[About this task]: Please return every line in the entries below with the word "DateStart" in it.

(Saved data entries)
▼
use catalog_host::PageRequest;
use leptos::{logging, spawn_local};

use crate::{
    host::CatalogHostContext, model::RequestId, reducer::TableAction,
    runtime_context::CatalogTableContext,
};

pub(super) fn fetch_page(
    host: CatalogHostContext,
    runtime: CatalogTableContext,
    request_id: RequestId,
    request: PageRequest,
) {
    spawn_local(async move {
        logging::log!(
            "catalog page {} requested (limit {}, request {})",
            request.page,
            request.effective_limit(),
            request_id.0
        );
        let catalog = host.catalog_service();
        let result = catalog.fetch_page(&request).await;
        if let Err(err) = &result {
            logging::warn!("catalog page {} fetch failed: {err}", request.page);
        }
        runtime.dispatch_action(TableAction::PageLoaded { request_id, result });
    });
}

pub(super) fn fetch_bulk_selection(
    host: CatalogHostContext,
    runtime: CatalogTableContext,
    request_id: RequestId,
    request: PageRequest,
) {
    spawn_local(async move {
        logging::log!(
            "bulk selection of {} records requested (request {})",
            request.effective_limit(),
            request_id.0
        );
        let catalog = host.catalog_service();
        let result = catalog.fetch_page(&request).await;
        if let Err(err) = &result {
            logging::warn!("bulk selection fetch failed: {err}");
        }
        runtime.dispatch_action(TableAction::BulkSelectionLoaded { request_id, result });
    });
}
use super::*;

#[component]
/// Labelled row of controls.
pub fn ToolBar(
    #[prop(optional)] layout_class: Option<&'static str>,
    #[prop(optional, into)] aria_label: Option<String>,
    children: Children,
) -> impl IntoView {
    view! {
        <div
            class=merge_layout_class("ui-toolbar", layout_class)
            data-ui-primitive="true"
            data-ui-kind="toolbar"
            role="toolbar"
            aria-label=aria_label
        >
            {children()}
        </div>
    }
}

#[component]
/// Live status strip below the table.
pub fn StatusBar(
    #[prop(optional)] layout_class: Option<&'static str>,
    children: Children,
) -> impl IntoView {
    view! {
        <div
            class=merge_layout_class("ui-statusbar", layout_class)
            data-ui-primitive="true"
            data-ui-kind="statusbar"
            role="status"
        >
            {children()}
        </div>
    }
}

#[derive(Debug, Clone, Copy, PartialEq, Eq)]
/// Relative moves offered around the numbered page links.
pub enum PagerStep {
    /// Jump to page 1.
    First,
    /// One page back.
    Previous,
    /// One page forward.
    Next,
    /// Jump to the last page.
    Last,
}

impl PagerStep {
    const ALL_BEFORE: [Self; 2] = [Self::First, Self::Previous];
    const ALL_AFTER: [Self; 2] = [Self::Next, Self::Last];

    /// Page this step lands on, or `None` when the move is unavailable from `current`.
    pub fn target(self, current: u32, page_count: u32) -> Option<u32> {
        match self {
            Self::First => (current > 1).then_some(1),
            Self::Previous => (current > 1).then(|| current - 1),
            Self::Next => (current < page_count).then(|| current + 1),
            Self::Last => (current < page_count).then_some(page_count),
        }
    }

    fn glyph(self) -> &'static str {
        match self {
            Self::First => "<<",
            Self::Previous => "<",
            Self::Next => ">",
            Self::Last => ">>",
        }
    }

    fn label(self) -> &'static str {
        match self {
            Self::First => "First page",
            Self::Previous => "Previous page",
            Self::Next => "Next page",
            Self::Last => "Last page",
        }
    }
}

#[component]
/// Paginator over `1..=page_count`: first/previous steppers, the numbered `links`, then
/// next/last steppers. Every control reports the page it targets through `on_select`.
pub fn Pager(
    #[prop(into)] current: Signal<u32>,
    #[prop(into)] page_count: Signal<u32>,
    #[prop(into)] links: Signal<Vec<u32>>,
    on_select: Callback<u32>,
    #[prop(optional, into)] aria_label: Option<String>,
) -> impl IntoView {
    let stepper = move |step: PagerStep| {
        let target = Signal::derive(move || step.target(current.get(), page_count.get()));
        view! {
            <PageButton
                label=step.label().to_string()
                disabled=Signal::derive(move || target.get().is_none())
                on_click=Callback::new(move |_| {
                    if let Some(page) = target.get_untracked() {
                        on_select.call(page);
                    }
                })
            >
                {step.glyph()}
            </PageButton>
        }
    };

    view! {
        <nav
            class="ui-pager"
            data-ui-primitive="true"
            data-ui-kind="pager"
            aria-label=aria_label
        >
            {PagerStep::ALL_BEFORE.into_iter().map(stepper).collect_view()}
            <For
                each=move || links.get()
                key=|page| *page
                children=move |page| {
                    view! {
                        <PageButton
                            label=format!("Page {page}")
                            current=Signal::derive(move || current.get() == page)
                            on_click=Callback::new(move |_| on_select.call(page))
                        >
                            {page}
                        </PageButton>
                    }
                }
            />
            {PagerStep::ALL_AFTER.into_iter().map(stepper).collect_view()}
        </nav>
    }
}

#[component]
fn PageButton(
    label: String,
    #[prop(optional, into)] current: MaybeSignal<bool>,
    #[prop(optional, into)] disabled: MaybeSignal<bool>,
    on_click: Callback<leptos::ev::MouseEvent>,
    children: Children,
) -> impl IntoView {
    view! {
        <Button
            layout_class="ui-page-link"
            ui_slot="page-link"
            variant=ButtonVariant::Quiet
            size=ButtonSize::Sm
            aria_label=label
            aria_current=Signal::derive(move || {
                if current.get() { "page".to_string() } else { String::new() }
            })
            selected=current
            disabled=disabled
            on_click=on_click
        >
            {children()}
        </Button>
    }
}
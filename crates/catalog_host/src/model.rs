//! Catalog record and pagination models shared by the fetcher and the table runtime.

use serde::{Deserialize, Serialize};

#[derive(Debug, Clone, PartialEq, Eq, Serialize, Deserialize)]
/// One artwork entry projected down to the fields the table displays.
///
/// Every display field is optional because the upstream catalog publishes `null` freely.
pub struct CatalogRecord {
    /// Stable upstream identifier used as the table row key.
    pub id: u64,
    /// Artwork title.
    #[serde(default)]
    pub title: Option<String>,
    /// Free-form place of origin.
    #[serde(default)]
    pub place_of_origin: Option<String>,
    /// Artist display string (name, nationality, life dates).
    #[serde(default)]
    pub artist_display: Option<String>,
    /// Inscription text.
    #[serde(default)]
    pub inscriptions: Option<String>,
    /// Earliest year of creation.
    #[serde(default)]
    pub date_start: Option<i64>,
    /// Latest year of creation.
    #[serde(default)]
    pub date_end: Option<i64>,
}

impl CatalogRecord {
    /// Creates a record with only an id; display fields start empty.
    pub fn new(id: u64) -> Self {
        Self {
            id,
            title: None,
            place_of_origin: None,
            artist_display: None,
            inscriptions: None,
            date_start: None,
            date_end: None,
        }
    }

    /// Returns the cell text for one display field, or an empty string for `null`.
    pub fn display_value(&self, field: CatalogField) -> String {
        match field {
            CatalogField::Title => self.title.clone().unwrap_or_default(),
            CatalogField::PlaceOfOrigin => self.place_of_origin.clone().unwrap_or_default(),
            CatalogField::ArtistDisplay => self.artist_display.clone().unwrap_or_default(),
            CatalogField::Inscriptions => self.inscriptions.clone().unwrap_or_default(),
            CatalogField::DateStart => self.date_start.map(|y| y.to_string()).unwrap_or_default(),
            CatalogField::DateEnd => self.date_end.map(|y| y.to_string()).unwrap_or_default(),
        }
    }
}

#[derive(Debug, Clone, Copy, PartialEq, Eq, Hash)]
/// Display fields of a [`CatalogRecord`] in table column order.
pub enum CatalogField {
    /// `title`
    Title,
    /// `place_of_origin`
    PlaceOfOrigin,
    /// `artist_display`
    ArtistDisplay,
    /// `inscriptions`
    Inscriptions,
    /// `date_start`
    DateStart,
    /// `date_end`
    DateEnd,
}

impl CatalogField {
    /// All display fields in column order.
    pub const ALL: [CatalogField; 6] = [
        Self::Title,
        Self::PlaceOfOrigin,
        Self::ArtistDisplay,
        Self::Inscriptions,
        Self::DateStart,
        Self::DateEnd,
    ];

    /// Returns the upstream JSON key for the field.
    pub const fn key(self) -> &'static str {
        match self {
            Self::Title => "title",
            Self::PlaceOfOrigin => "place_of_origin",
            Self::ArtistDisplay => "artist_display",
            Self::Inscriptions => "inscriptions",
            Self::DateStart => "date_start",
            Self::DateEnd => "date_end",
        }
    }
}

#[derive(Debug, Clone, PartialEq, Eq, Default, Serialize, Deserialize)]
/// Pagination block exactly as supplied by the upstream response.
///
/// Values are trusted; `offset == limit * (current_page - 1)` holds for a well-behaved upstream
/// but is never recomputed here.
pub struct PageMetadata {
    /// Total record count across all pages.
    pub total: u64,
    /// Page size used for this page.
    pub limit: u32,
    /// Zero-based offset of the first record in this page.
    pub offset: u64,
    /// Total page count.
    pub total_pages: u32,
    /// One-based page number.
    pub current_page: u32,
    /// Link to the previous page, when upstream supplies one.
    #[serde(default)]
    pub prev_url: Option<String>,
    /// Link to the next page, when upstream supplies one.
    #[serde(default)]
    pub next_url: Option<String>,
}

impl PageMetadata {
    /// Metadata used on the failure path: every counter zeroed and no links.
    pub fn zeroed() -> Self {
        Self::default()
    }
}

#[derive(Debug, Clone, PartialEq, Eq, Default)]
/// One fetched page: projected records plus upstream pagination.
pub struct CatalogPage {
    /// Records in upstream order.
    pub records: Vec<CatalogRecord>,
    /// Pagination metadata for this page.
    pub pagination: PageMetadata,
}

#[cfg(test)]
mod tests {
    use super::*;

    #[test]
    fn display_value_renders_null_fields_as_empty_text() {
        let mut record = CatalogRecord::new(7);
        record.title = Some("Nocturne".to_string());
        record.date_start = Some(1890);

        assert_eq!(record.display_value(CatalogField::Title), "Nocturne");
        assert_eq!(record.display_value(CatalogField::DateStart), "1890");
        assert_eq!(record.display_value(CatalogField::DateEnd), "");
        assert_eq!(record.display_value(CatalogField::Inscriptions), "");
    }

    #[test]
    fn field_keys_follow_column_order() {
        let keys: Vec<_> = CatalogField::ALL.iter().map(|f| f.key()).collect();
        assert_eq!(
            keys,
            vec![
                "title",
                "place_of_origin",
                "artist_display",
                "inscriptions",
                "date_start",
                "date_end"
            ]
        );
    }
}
▲
[Problem solution]:
            CatalogField::DateStart => self.date_start.map(|y| y.to_string()).unwrap_or_default(),
    DateStart,
        Self::DateStart,
            Self::DateStart => "date_start",
        assert_eq!(record.display_value(CatalogField::DateStart), "1890");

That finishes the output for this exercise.